» THE DATA
⟨
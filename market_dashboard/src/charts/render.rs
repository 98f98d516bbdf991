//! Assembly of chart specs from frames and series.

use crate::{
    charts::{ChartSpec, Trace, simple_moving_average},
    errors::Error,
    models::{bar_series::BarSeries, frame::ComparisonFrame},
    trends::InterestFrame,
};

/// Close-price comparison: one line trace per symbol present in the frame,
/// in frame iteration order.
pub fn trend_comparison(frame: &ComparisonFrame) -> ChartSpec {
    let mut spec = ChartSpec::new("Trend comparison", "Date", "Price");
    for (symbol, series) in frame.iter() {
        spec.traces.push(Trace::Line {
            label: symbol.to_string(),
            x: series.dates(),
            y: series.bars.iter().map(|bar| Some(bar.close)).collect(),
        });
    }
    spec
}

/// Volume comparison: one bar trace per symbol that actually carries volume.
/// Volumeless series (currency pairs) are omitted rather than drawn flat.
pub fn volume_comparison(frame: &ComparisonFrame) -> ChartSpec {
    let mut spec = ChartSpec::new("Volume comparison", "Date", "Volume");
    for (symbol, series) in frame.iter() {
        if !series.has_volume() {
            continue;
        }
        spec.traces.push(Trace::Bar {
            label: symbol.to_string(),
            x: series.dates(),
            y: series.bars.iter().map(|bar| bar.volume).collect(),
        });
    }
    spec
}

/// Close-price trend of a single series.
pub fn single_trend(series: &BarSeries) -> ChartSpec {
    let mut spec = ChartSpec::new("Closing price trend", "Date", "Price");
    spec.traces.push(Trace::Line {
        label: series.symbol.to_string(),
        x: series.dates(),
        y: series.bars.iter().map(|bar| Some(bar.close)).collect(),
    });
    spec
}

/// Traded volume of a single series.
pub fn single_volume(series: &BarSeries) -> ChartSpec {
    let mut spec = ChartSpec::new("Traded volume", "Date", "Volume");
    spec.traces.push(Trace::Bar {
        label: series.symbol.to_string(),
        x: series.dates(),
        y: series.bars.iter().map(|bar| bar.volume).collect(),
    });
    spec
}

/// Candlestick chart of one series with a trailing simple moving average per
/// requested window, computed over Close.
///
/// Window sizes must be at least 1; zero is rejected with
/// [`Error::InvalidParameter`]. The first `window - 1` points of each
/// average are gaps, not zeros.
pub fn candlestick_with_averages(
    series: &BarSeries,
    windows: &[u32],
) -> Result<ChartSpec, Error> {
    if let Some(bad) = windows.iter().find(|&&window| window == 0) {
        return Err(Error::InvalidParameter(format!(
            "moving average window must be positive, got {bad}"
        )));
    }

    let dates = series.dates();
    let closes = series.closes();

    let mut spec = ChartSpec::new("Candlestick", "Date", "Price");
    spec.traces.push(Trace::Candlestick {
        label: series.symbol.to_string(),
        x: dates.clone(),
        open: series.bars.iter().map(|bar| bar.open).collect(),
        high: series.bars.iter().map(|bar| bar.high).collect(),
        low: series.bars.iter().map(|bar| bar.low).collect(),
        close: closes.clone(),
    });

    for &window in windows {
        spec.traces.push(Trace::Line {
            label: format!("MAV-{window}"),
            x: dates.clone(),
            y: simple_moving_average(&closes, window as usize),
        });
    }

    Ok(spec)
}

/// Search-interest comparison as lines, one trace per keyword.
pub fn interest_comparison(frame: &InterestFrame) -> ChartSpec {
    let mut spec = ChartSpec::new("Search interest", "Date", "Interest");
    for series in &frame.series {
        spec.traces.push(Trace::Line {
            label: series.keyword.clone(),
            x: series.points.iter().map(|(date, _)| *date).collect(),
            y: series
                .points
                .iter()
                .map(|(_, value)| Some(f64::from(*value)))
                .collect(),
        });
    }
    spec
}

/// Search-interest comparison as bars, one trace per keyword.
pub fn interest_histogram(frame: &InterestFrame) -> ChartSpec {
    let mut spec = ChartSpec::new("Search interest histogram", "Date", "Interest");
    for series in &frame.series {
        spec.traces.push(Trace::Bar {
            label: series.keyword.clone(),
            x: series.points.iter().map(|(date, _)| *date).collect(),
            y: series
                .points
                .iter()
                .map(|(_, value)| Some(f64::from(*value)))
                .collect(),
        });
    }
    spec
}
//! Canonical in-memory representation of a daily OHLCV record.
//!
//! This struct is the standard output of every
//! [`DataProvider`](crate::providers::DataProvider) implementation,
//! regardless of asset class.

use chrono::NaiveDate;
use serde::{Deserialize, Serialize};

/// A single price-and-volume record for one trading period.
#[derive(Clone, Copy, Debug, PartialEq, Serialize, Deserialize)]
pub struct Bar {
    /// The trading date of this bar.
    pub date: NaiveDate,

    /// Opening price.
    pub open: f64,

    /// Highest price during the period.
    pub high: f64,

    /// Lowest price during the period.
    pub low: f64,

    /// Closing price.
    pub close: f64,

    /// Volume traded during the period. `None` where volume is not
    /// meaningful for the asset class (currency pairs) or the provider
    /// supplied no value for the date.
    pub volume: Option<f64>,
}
⟩
» WORK TO BE COMPLETED
The result should be every line of the material that contains the word "InvalidParameter", so copy those lines.

» YOUR SOLUTION
/// [`Error::InvalidParameter`]. The first `window - 1` points of each
        return Err(Error::InvalidParameter(format!(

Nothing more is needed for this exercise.